Cependant, Farenheit avait ramassé sa couverture de voyage et l'avait jetée sur ses épaules, à la façon d'un plaid.

—Brrr, grommela t-il, savez-vous bien qu'il ne fait pas chaud, on grillait tout à l'heure, on gèle maintenant, il n'en faut pas plus pour attraper des fluxions de poitrine...

—C'est un avant-coureur de la température qui nous attend dans Vénus, répliqua Gontran, en imitant l'exemple de l'Américain.

—C'est une preuve de la densité de l'atmosphère qui forme, entre la planète et le Soleil, un écran dont l'épaisseur la protège de l'ardeur des rayons solaires.

Ossipoff avait repris sa place au bordage et, sa lunette à la main, examinait avec impatience le monde nouveau qui se profilait dans l'espace.

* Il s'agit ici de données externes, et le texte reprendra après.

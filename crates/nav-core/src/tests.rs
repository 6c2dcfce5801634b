//! Unit tests for nav-core primitives.

#[cfg(test)]
mod ids {
    use crate::{AgentId, EdgeId, NodeId};

    #[test]
    fn index_cast() {
        let id = NodeId(42);
        assert_eq!(id.index(), 42);
        assert_eq!(usize::from(id), 42);
    }

    #[test]
    fn ordering() {
        assert!(AgentId(0) < AgentId(1));
        assert!(NodeId(100) > NodeId(99));
    }

    #[test]
    fn invalid_sentinels_are_max() {
        assert_eq!(AgentId::INVALID.0, u32::MAX);
        assert_eq!(NodeId::INVALID.0, u32::MAX);
        assert_eq!(EdgeId::INVALID.0, u32::MAX);
    }

    #[test]
    fn display() {
        assert_eq!(NodeId(7).to_string(), "NodeId(7)");
    }
}

#[cfg(test)]
mod vec2 {
    use std::f32::consts::{FRAC_PI_2, PI};

    use crate::vec2::{angle_between, point_segment_distance, rotate_toward, wrap_angle};
    use crate::Vec2;

    const EPS: f32 = 1e-5;

    #[test]
    fn length_and_distance() {
        let v = Vec2::new(3.0, 4.0);
        assert!((v.length() - 5.0).abs() < EPS);
        assert!((Vec2::ZERO.distance(v) - 5.0).abs() < EPS);
    }

    #[test]
    fn normalize_zero_is_zero() {
        assert_eq!(Vec2::ZERO.normalized(), Vec2::ZERO);
        let unit = Vec2::new(0.0, 2.5).normalized();
        assert!((unit.length() - 1.0).abs() < EPS);
    }

    #[test]
    fn angle_roundtrip() {
        let v = Vec2::from_angle(FRAC_PI_2);
        assert!((v.angle() - FRAC_PI_2).abs() < EPS);
    }

    #[test]
    fn wrap_stays_in_range() {
        assert!((wrap_angle(3.0 * PI) - PI).abs() < EPS);
        assert!((wrap_angle(-3.0 * PI) - PI).abs() < EPS);
        assert!(wrap_angle(0.1) - 0.1 < EPS);
    }

    #[test]
    fn angle_between_takes_shorter_arc() {
        // 350° vs 10° are 20° apart, not 340°.
        let a = (350.0f32).to_radians();
        let b = (10.0f32).to_radians();
        assert!((angle_between(a, b) - (20.0f32).to_radians()).abs() < EPS);
    }

    #[test]
    fn rotate_toward_never_overshoots() {
        // A quarter turn limited to 0.1 rad per step.
        let stepped = rotate_toward(0.0, FRAC_PI_2, 0.1);
        assert!((stepped - 0.1).abs() < EPS);
        // Within the step limit the rotation snaps to the target exactly.
        assert_eq!(rotate_toward(0.0, 0.05, 0.1), 0.05);
    }

    #[test]
    fn rotate_toward_crosses_pi_seam() {
        // From just below +π toward just above -π: the shorter arc crosses
        // the seam instead of sweeping the full circle.
        let from = PI - 0.05;
        let to = -PI + 0.05;
        let stepped = rotate_toward(from, to, 0.2);
        assert_eq!(stepped, to);
    }

    #[test]
    fn segment_distance() {
        let a = Vec2::new(0.0, 0.0);
        let b = Vec2::new(10.0, 0.0);
        // Perpendicular off the middle.
        assert!((point_segment_distance(Vec2::new(5.0, 3.0), a, b) - 3.0).abs() < EPS);
        // Beyond the endpoint clamps to the endpoint.
        assert!((point_segment_distance(Vec2::new(13.0, 4.0), a, b) - 5.0).abs() < EPS);
        // Degenerate segment.
        assert!((point_segment_distance(Vec2::new(3.0, 4.0), a, a) - 5.0).abs() < EPS);
    }
}

#[cfg(test)]
mod team {
    use crate::{AgentClass, Faction};

    #[test]
    fn enemy_is_involutive() {
        assert_eq!(Faction::Red.enemy(), Faction::Blue);
        assert_eq!(Faction::Blue.enemy().enemy(), Faction::Blue);
    }

    #[test]
    fn champion_outweighs_minion() {
        assert!(AgentClass::Champion.influence_weight() > AgentClass::Minion.influence_weight());
    }
}

#[cfg(test)]
mod time {
    use crate::{Tick, TickClock};

    #[test]
    fn clock_advances() {
        let mut clock = TickClock::new(0.02);
        assert_eq!(clock.current, Tick(0));
        clock.advance();
        clock.advance();
        assert_eq!(clock.current, Tick(2));
        assert!((clock.elapsed_secs() - 0.04).abs() < 1e-6);
    }
}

—Vous vous perdrez les yeux, à ce métier-là, mon cher monsieur, dit Fricoulet en haussant les épaules.

Comme il achevait ces mots, et sans que rien eût fait prévoir un si brusque changement de temps, les brumes se déchirèrent, les nuages grisâtres s'enfuirent dans toutes les directions et, aux yeux émerveillés du Terrien, Vénus apparut, radieusement éclairée par le Soleil.